Before taking off from Broomfield, Colorado, U.S., the afternoon of March 1, 2013, for a test flight following installation of a new left engine, the pilot checked the fuel gauge, which indicated 65 gal (246 L). “Due to the design of the fuel system, it is not possible to visually check the fuel level to confirm that the fuel gauge is accurate,” the NTSB report said.
Shortly after takeoff, the pilot was reducing power for the climb when the left engine surged and lost power. “He immediately turned left back toward the airport and contacted the control tower to advise that he was making a single-engine, straight-in approach to land,” the report said.
After the landing gear was extended, the right engine surged and lost power. The pilot declared an emergency, retracted the gear and landed the Aero Commander on a nearby golf-course fairway. The airplane’s fuselage, left wing and left-engine propeller blades were damaged during the forced landing, and both occupants sustained minor injuries.
Investigators determined that the loss of power had been caused by fuel exhaustion. “Post-accident application of battery power to the airplane confirmed that the fuel gauge indicated 65 gallons,” the report said. “However, when the airplane’s fuel system was drained, only about 1/2 gallon [2 L] of fuel was recovered.”
Helicopters
Inexperience Cited in Control Loss
Bell 206B JetRanger. Destroyed. One fatality, four minor injuries.
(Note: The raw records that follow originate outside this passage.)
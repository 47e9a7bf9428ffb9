pub mod browser;
pub mod cli;
pub mod config;
pub mod extractor;
pub mod logging;
pub mod pagination;
pub mod registry;
pub mod retry;
pub mod run;
pub mod selector;


pub use browser::{
    BrowserSession, Document, DriverLauncher, HttpLauncher, PageDriver, Readiness, SessionConfig,
    SessionState,
};
pub use cli::{handle_command, CommandContext, CrawlerCommands};
pub use config::{CrawlerConfig, SourceDefinition};
pub use extractor::PageExtractor;
pub use logging::{init_logging, Logger};
pub use pagination::{CancelFlag, PaginationController};
pub use registry::ExtractorRegistry;
pub use retry::{ExponentialBackoff, RetryPolicy};
pub use run::{CrawlOptions, CrawlRun};
pub use selector::SelectorExtractor;

pub mod prelude {
    pub use super::browser::{BrowserSession, Readiness};
    pub use super::extractor::PageExtractor;
    pub use super::run::CrawlRun;
    pub use nc_core::{ArticleRecord, ArticleStub, CrawlResult, DateWindow, Error, Result};
}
The JetRanger struck a steep slope near Loder Peak, Alberta, Canada, about 13 minutes after departing from Kananaskis for an aerial tour the morning of March 30, 2012. The four passengers sustained minor injuries, and the pilot died of head and neck injuries about five hours after the crash.
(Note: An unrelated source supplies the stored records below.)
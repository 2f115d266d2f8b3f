use std::path::PathBuf;
use std::sync::atomic::AtomicBool;
use std::sync::Arc;

pub mod commands;
pub mod config;
pub mod core;
pub mod drive;
pub mod logging;
pub mod watch;

pub use config::{AppConfig, DriveSelection};
pub use core::{LinkReconciler, ManagedLink, PathState, ReconcileError, ReconcileOutcome};
pub use drive::{Drive, DriveDirectory, SystemDriveDirectory};
pub use watch::{MountEvent, MountWatcher};

/// 应用状态，在各命令间共享
#[derive(Clone)]
pub struct AppState {
    pub config_dir: PathBuf,
    pub drives: Arc<dyn DriveDirectory>,
    pub reconciler: Arc<LinkReconciler>,
    /// 用户触发的协调进行中标志（同一时刻只允许一次手动初始化）
    pub busy: Arc<AtomicBool>,
}

impl AppState {
    pub fn new() -> anyhow::Result<Self> {
        let config_dir = dirs::config_dir()
            .map(|p| p.join("drivelink"))
            .unwrap_or_else(|| PathBuf::from(".drivelink"));
        std::fs::create_dir_all(&config_dir)?;
        Ok(Self::with_config_dir(config_dir))
    }

    pub fn with_config_dir(config_dir: PathBuf) -> Self {
        Self {
            config_dir,
            drives: Arc::new(SystemDriveDirectory::new()),
            reconciler: Arc::new(LinkReconciler::new()),
            busy: Arc::new(AtomicBool::new(false)),
        }
    }

    /// 加载当前配置
    pub fn load_config(&self) -> AppConfig {
        AppConfig::load(&self.config_dir)
    }
}

/// 平台目录辅助
pub mod dirs {
    use std::path::PathBuf;

    pub fn home_dir() -> Option<PathBuf> {
        std::env::var("HOME").ok().map(PathBuf::from)
    }

    pub fn config_dir() -> Option<PathBuf> {
        if cfg!(target_os = "macos") {
            home_dir().map(|h| h.join("Library").join("Application Support"))
        } else {
            // Linux
            std::env::var("XDG_CONFIG_HOME")
                .ok()
                .map(PathBuf::from)
                .or_else(|| home_dir().map(|h| h.join(".config")))
        }
    }
}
The pilot’s inexperience in mountain flying was a factor in the accident, according to the report by the Transportation Safety Board of Canada. He had no previous mountain-flying training or experience and had logged only 2.6 flight hours, in a Robinson R44, in the 21 months before being hired by the tour operator in February 2012.
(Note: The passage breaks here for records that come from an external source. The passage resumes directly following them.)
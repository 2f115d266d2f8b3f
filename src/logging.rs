//! 日志模块 - 文件日志与大小上限管理
//!
//! 日志写入 config 目录下的 drivelink.log，超过上限时滚动为
//! drivelink.log.old（只保留一代）。无人值守脚本有自己独立的日志，
//! 不经过这里。

use serde::{Deserialize, Serialize};
use std::fs::{self, File, OpenOptions};
use std::io::{self, BufWriter, Write};
use std::path::{Path, PathBuf};
use std::sync::{Arc, Mutex};
use tracing_subscriber::fmt::MakeWriter;

/// 日志配置（config.json 的 log 小节）
#[derive(Debug, Clone, Serialize, Deserialize)]
#[serde(rename_all = "camelCase")]
pub struct LogConfig {
    /// 是否启用日志记录
    #[serde(default = "default_enabled")]
    pub enabled: bool,
    /// 最大日志文件大小（MB）
    #[serde(default = "default_max_size_mb")]
    pub max_size_mb: u32,
    /// 日志级别: "error", "warn", "info", "debug", "trace"
    #[serde(default = "default_level")]
    pub level: String,
}

fn default_enabled() -> bool {
    true
}

fn default_max_size_mb() -> u32 {
    5
}

fn default_level() -> String {
    "info".to_string()
}

impl Default for LogConfig {
    fn default() -> Self {
        Self {
            enabled: default_enabled(),
            max_size_mb: default_max_size_mb(),
            level: default_level(),
        }
    }
}

impl LogConfig {
    /// 从 config.json 的 log 小节加载
    pub fn load(config_dir: &Path) -> Self {
        let config_file = config_dir.join("config.json");
        if config_file.exists() {
            if let Ok(content) = fs::read_to_string(&config_file) {
                if let Ok(config) = serde_json::from_str::<serde_json::Value>(&content) {
                    if let Some(section) = config.get("log") {
                        if let Ok(log) = serde_json::from_value::<LogConfig>(section.clone()) {
                            return log;
                        }
                    }
                }
            }
        }
        Self::default()
    }

    /// 保存 log 小节（保留文件里的其他小节）
    pub fn save(&self, config_dir: &Path) -> io::Result<()> {
        let config_file = config_dir.join("config.json");

        let mut config: serde_json::Value = if config_file.exists() {
            let content = fs::read_to_string(&config_file)?;
            serde_json::from_str(&content).unwrap_or_else(|_| serde_json::json!({}))
        } else {
            serde_json::json!({})
        };

        config["log"] = serde_json::to_value(self).unwrap();
        fs::write(&config_file, serde_json::to_string_pretty(&config).unwrap())
    }

    /// 配置的级别对应的 tracing Level
    pub fn tracing_level(&self) -> tracing::Level {
        match self.level.to_lowercase().as_str() {
            "error" => tracing::Level::ERROR,
            "warn" => tracing::Level::WARN,
            "debug" => tracing::Level::DEBUG,
            "trace" => tracing::Level::TRACE,
            _ => tracing::Level::INFO,
        }
    }
}

/// 带大小上限的日志写入器
///
/// 每次取写入句柄时检查文件大小，超限则把当前文件改名为 .old
/// 并重开新文件。
pub struct RotatingFileWriter {
    file_path: PathBuf,
    max_size: u64,
    inner: Arc<Mutex<Option<BufWriter<File>>>>,
}

impl RotatingFileWriter {
    pub fn new(log_dir: &Path, max_size_mb: u32) -> io::Result<Self> {
        fs::create_dir_all(log_dir)?;
        let file_path = log_dir.join("drivelink.log");
        let max_size = (max_size_mb as u64) * 1024 * 1024;
        let writer = Self::open_file(&file_path, max_size)?;
        Ok(Self {
            file_path,
            max_size,
            inner: Arc::new(Mutex::new(Some(writer))),
        })
    }

    fn open_file(file_path: &Path, max_size: u64) -> io::Result<BufWriter<File>> {
        if file_size(file_path) > max_size {
            Self::rotate(file_path)?;
        }
        let file = OpenOptions::new().create(true).append(true).open(file_path)?;
        Ok(BufWriter::new(file))
    }

    /// 当前日志改名为 .old，旧的 .old 被替换
    fn rotate(file_path: &Path) -> io::Result<()> {
        let backup_path = file_path.with_extension("log.old");
        if backup_path.exists() {
            fs::remove_file(&backup_path)?;
        }
        fs::rename(file_path, &backup_path)
    }

    fn check_and_rotate(&self) {
        if file_size(&self.file_path) <= self.max_size {
            return;
        }
        let mut guard = self.inner.lock().unwrap();
        if let Some(mut writer) = guard.take() {
            let _ = writer.flush();
        }
        if Self::rotate(&self.file_path).is_ok() {
            if let Ok(writer) = Self::open_file(&self.file_path, self.max_size) {
                *guard = Some(writer);
            }
        }
    }
}

impl Clone for RotatingFileWriter {
    fn clone(&self) -> Self {
        Self {
            file_path: self.file_path.clone(),
            max_size: self.max_size,
            inner: self.inner.clone(),
        }
    }
}

/// 单次写入句柄
pub struct LogHandle {
    inner: Arc<Mutex<Option<BufWriter<File>>>>,
}

impl Write for LogHandle {
    fn write(&mut self, buf: &[u8]) -> io::Result<usize> {
        let mut guard = self.inner.lock().unwrap();
        match guard.as_mut() {
            Some(writer) => {
                let n = writer.write(buf)?;
                writer.flush()?;
                Ok(n)
            }
            None => Err(io::Error::other("日志写入器不可用")),
        }
    }

    fn flush(&mut self) -> io::Result<()> {
        let mut guard = self.inner.lock().unwrap();
        if let Some(writer) = guard.as_mut() {
            writer.flush()?;
        }
        Ok(())
    }
}

impl<'a> MakeWriter<'a> for RotatingFileWriter {
    type Writer = LogHandle;

    fn make_writer(&'a self) -> Self::Writer {
        self.check_and_rotate();
        LogHandle {
            inner: self.inner.clone(),
        }
    }
}

fn file_size(path: &Path) -> u64 {
    fs::metadata(path).map(|m| m.len()).unwrap_or(0)
}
“Based on the pilot’s self-reports of having approximately 500 hours of helicopter flight experience in British Columbia and no accidents, the company considered the pilot to have adequate knowledge, skill and experience to safely conduct mountain tour flights with minimal recurrent flight training and check-out,” the report said.
“The pilot had demonstrated a strong reluctance to fly in close proximity to mountain slopes during the [company] training flights,” the report said. However, after departing on the tour flight, he flew very close to mountainous terrain and “attempted to cross a mountain ridge at an altitude that did not provide safe terrain clearance.” A visual illusion associated with the absence of a horizon likely caused the pilot to make inappropriate control inputs while attempting to turn away from the slope.
“The helicopter either sustained a tail-rotor strike on terrain or, more likely, entered a condition of aerodynamic loss of tail-rotor effectiveness, resulting in an uncontrolled rotation, loss of control and collision with terrain,” the report said. The wreckage was found 600 ft (183 m) below the crest of a 7,300-ft (2,225-m) ridge.
Fueling Mat Neglected
Robinson R44. Substantial damage. No injuries.
A line technician neglected to remove a rubber mat from the fuselage after refueling the R44, and the pilot did not notice the mat before departing from Tulsa, Oklahoma, U.S., for a short business flight the night of Feb. 6, 2012.
The helicopter was climbing through 150 ft when the pilot heard a loud bang and lost control of the tail rotor. The fueling mat had been blown off the fuselage and had struck the tail rotor, resulting in the fracture of both tail rotor blades, the NTSB report said. The pilot subsequently conducted an autorotative landing on an airport ramp without further incident.